Stored data entries:
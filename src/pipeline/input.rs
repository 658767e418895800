//! Input resolution: read a user-supplied path and identify its format.
//!
//! Content sniffing wins over the file extension so a mis-named file still
//! converts. The extension is only consulted when the bytes are not
//! recognised, in which case the selected decoder reports why they are
//! invalid (e.g. a truncated `.pdf`).

use crate::error::DocMdError;
use crate::output::DocumentFormat;
use std::path::{Path, PathBuf};
use tracing::debug;

/// Read a local file, mapping I/O failures to [`DocMdError`] variants.
pub fn read_input(path: &Path) -> Result<Vec<u8>, DocMdError> {
    match std::fs::read(path) {
        Ok(bytes) => {
            debug!("Read {} bytes from {}", bytes.len(), path.display());
            Ok(bytes)
        }
        Err(e) if e.kind() == std::io::ErrorKind::NotFound => Err(DocMdError::FileNotFound {
            path: path.to_path_buf(),
        }),
        Err(e) if e.kind() == std::io::ErrorKind::PermissionDenied => {
            Err(DocMdError::PermissionDenied {
                path: path.to_path_buf(),
            })
        }
        Err(e) => Err(DocMdError::ReadFailed {
            path: path.to_path_buf(),
            source: e,
        }),
    }
}

/// Decide which converter handles `bytes` read from `path`.
pub fn detect_format(path: &Path, bytes: &[u8]) -> Result<DocumentFormat, DocMdError> {
    if let Some(format) = DocumentFormat::sniff(bytes) {
        return Ok(format);
    }
    if let Some(format) = DocumentFormat::from_extension(path) {
        debug!("Content not recognised; using extension of {}", path.display());
        return Ok(format);
    }
    Err(DocMdError::UnsupportedFormat {
        path: PathBuf::from(path),
        magic: bytes.iter().take(4).copied().collect(),
    })
}

/// Reject empty input and check the `%PDF` header.
pub fn validate_pdf(bytes: &[u8]) -> Result<(), DocMdError> {
    if bytes.is_empty() {
        return Err(DocMdError::EmptyInput {
            format: DocumentFormat::Pdf,
        });
    }
    if !bytes.starts_with(b"%PDF") {
        return Err(DocMdError::NotAPdf {
            magic: bytes.iter().take(4).copied().collect(),
        });
    }
    Ok(())
}

/// Reject empty input and check the zip local-file header.
pub fn validate_docx(bytes: &[u8]) -> Result<(), DocMdError> {
    if bytes.is_empty() {
        return Err(DocMdError::EmptyInput {
            format: DocumentFormat::Docx,
        });
    }
    if !bytes.starts_with(b"PK") {
        return Err(DocMdError::NotADocx {
            detail: format!(
                "missing zip signature (first bytes: {:?})",
                bytes.iter().take(4).collect::<Vec<_>>()
            ),
        });
    }
    Ok(())
}
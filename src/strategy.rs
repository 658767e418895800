//! Ordered find-and-replace normalisation applied to extracted Markdown.
//!
//! A [`ReplaceStrategy`] is an ordered list of literal `pattern → replacement`
//! rules. Each rule is *saturated* before the next one runs: its pattern is
//! replaced repeatedly until no occurrence is left, so `"\n\n\n" → "\n\n"`
//! turns any run of three or more newlines into exactly two.
//!
//! ## Termination
//!
//! A rule whose replacement contains its own pattern (`"a" → "aa"`) can never
//! saturate. Such rules are applied in a single pass. A rule with a shorter
//! replacement than its pattern always runs to its fixpoint. Any other rule
//! stops at a fixpoint or after [`MAX_PASSES`] passes, whichever comes first.

use crate::error::DocMdError;
use serde::{Deserialize, Serialize};
use std::path::Path;
use tracing::{debug, warn};

/// Upper bound on replacement passes for a rule that does not shrink the text.
pub const MAX_PASSES: usize = 1024;

/// Rules applied to every converted document unless the caller opts out.
///
/// 1. Collapse runs of 3+ newlines to a single blank line.
/// 2. Flatten deeply indented list items.
/// 3. Shorten long `x` redaction runs.
/// 4. Merge doubled bullet markers.
pub const DEFAULT_RULES: &[(&str, &str)] = &[
    ("\n\n\n", "\n\n"),
    ("      - ", "- "),
    ("xxxxxxx", "xxx"),
    ("- -", "-"),
];

/// A single literal replacement rule.
#[derive(Debug, Clone, PartialEq, Eq, Serialize, Deserialize)]
pub struct Replacement {
    pub pattern: String,
    pub replacement: String,
}

impl Replacement {
    /// `true` when applying the rule can never remove the last occurrence.
    fn reintroduces_pattern(&self) -> bool {
        self.replacement.contains(self.pattern.as_str())
    }

    /// Replace until the pattern no longer occurs (or the pass budget runs out).
    fn saturate(&self, mut text: String) -> String {
        if !text.contains(self.pattern.as_str()) {
            return text;
        }
        if self.reintroduces_pattern() {
            debug!(
                pattern = ?self.pattern,
                "replacement contains its pattern; applying a single pass"
            );
            return text.replace(self.pattern.as_str(), &self.replacement);
        }

        // Every productive pass of a shrinking rule shortens the text, so it
        // always reaches a fixpoint and is exempt from the pass budget.
        let shrinks = self.replacement.len() < self.pattern.len();
        let mut passes = 0;
        loop {
            let next = text.replace(self.pattern.as_str(), &self.replacement);
            if next == text {
                return text;
            }
            text = next;
            if !text.contains(self.pattern.as_str()) {
                return text;
            }
            passes += 1;
            if !shrinks && passes >= MAX_PASSES {
                break;
            }
        }

        warn!(
            pattern = ?self.pattern,
            passes = MAX_PASSES,
            "replacement did not reach a fixpoint; stopping"
        );
        text
    }
}

/// An ordered, validated list of [`Replacement`] rules.
///
/// Serialises as a JSON array of `{ "pattern": ..., "replacement": ... }`
/// objects. Deserialising rejects empty patterns.
#[derive(Debug, Clone, PartialEq, Eq, Serialize, Deserialize)]
#[serde(try_from = "Vec<Replacement>", into = "Vec<Replacement>")]
pub struct ReplaceStrategy {
    rules: Vec<Replacement>,
}

impl ReplaceStrategy {
    /// Build a strategy from ordered `(pattern, replacement)` pairs.
    ///
    /// # Errors
    /// [`DocMdError::EmptyPattern`] if any pattern is the empty string.
    pub fn new<I, P, R>(pairs: I) -> Result<Self, DocMdError>
    where
        I: IntoIterator<Item = (P, R)>,
        P: Into<String>,
        R: Into<String>,
    {
        let mut strategy = Self::empty();
        strategy.extend(pairs)?;
        Ok(strategy)
    }

    /// A strategy with no rules; applying it returns the input unchanged.
    pub fn empty() -> Self {
        Self { rules: Vec::new() }
    }

    /// The built-in [`DEFAULT_RULES`].
    pub fn default_strategy() -> Self {
        Self {
            rules: DEFAULT_RULES
                .iter()
                .map(|(p, r)| Replacement {
                    pattern: (*p).to_string(),
                    replacement: (*r).to_string(),
                })
                .collect(),
        }
    }

    /// Append one rule after the existing ones.
    pub fn push(
        &mut self,
        pattern: impl Into<String>,
        replacement: impl Into<String>,
    ) -> Result<(), DocMdError> {
        let pattern = pattern.into();
        if pattern.is_empty() {
            return Err(DocMdError::EmptyPattern {
                index: self.rules.len(),
            });
        }
        self.rules.push(Replacement {
            pattern,
            replacement: replacement.into(),
        });
        Ok(())
    }

    /// Append several rules, keeping their order.
    pub fn extend<I, P, R>(&mut self, pairs: I) -> Result<(), DocMdError>
    where
        I: IntoIterator<Item = (P, R)>,
        P: Into<String>,
        R: Into<String>,
    {
        for (p, r) in pairs {
            self.push(p, r)?;
        }
        Ok(())
    }

    /// Parse a JSON array of `{ "pattern", "replacement" }` objects.
    pub fn from_json(json: &str) -> Result<Self, DocMdError> {
        serde_json::from_str(json).map_err(|e| DocMdError::InvalidStrategy(e.to_string()))
    }

    /// Read and parse a JSON strategy file.
    pub fn from_json_file(path: impl AsRef<Path>) -> Result<Self, DocMdError> {
        let path = path.as_ref();
        let json = std::fs::read_to_string(path).map_err(|e| {
            DocMdError::InvalidStrategy(format!("cannot read '{}': {e}", path.display()))
        })?;
        Self::from_json(&json)
    }

    /// Apply every rule in order, saturating each before moving on.
    pub fn apply(&self, text: &str) -> String {
        self.rules
            .iter()
            .fold(text.to_string(), |acc, rule| rule.saturate(acc))
    }

    pub fn len(&self) -> usize {
        self.rules.len()
    }

    pub fn is_empty(&self) -> bool {
        self.rules.is_empty()
    }

    pub fn iter(&self) -> impl Iterator<Item = &Replacement> {
        self.rules.iter()
    }
}

impl Default for ReplaceStrategy {
    fn default() -> Self {
        Self::default_strategy()
    }
}

impl TryFrom<Vec<Replacement>> for ReplaceStrategy {
    type Error = DocMdError;

    fn try_from(rules: Vec<Replacement>) -> Result<Self, Self::Error> {
        Self::new(rules.into_iter().map(|r| (r.pattern, r.replacement)))
    }
}

impl From<ReplaceStrategy> for Vec<Replacement> {
    fn from(strategy: ReplaceStrategy) -> Self {
        strategy.rules
    }
}

/// Apply `strategy` to `text`. See [`ReplaceStrategy::apply`].
pub fn apply_strategy_replace(text: &str, strategy: &ReplaceStrategy) -> String {
    strategy.apply(text)
}

#[cfg(test)]
mod tests {
    use super::*;

    #[test]
    fn collapses_newline_runs_to_two() {
        let s = ReplaceStrategy::new([("\n\n\n", "\n\n")]).unwrap();
        assert_eq!(s.apply("hello\n\n\n\nworld"), "hello\n\nworld");
        assert_eq!(s.apply("a\n\n\n\n\n\n\n\nb"), "a\n\nb");
    }

    #[test]
    fn rules_apply_in_order() {
        // "ab" -> "c" first, then "cc" -> "d"
        let s = ReplaceStrategy::new([("ab", "c"), ("cc", "d")]).unwrap();
        assert_eq!(s.apply("abab"), "d");

        // Reversed order: "cc" has nothing to match before "ab" runs.
        let s = ReplaceStrategy::new([("cc", "d"), ("ab", "c")]).unwrap();
        assert_eq!(s.apply("abab"), "cc");
    }

    #[test]
    fn self_reintroducing_rule_terminates() {
        let s = ReplaceStrategy::new([("a", "aa")]).unwrap();
        assert_eq!(s.apply("bab"), "baab");
    }

    #[test]
    fn shrinking_rule_saturates() {
        let s = ReplaceStrategy::new([("xxxxxxx", "xxx")]).unwrap();
        // 20 -> 12 -> 8 -> 4
        assert_eq!(s.apply(&"x".repeat(20)), "xxxx");
    }

    #[test]
    fn shrinking_rule_ignores_pass_budget() {
        // One occurrence per pass, six spaces removed each time.
        let input = format!("{}- item", " ".repeat(6 * (MAX_PASSES + 76)));
        let s = ReplaceStrategy::default();
        let once = s.apply(&input);
        assert_eq!(once, "- item");
        assert_eq!(s.apply(&once), once);
    }

    #[test]
    fn empty_pattern_is_rejected() {
        let err = ReplaceStrategy::new([("ok", "fine"), ("", "boom")]).unwrap_err();
        assert!(matches!(err, DocMdError::EmptyPattern { index: 1 }));

        let mut s = ReplaceStrategy::empty();
        assert!(s.push("", "x").is_err());
        assert!(s.is_empty());
    }

    #[test]
    fn empty_strategy_is_identity() {
        assert_eq!(ReplaceStrategy::empty().apply("a\n\n\n\nb"), "a\n\n\n\nb");
    }

    #[test]
    fn default_strategy_matches_rule_table() {
        let s = ReplaceStrategy::default();
        assert_eq!(s.len(), DEFAULT_RULES.len());
        assert_eq!(s.apply("- - item"), "- item");
        assert_eq!(s.apply("      - nested"), "- nested");
    }

    #[test]
    fn json_round_trip_keeps_order() {
        let json = r#"[{"pattern":"b","replacement":"c"},{"pattern":"a","replacement":"b"}]"#;
        let s = ReplaceStrategy::from_json(json).unwrap();
        let patterns: Vec<&str> = s.iter().map(|r| r.pattern.as_str()).collect();
        assert_eq!(patterns, ["b", "a"]);
        assert_eq!(s.apply("ab"), "bc");
        assert_eq!(serde_json::to_string(&s).unwrap(), json);
    }

    #[test]
    fn json_with_empty_pattern_is_invalid() {
        let err = ReplaceStrategy::from_json(r#"[{"pattern":"","replacement":"x"}]"#).unwrap_err();
        assert!(matches!(err, DocMdError::InvalidStrategy(_)));
    }

    #[test]
    fn free_function_delegates() {
        let s = ReplaceStrategy::default();
        assert_eq!(apply_strategy_replace("x\n\n\n\ny", &s), "x\n\ny");
    }
}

#### Description of the task
If a line in the records contains the string "PathBuf", copy it out.

#### Answer box
use std::path::{Path, PathBuf};
        path: PathBuf::from(path),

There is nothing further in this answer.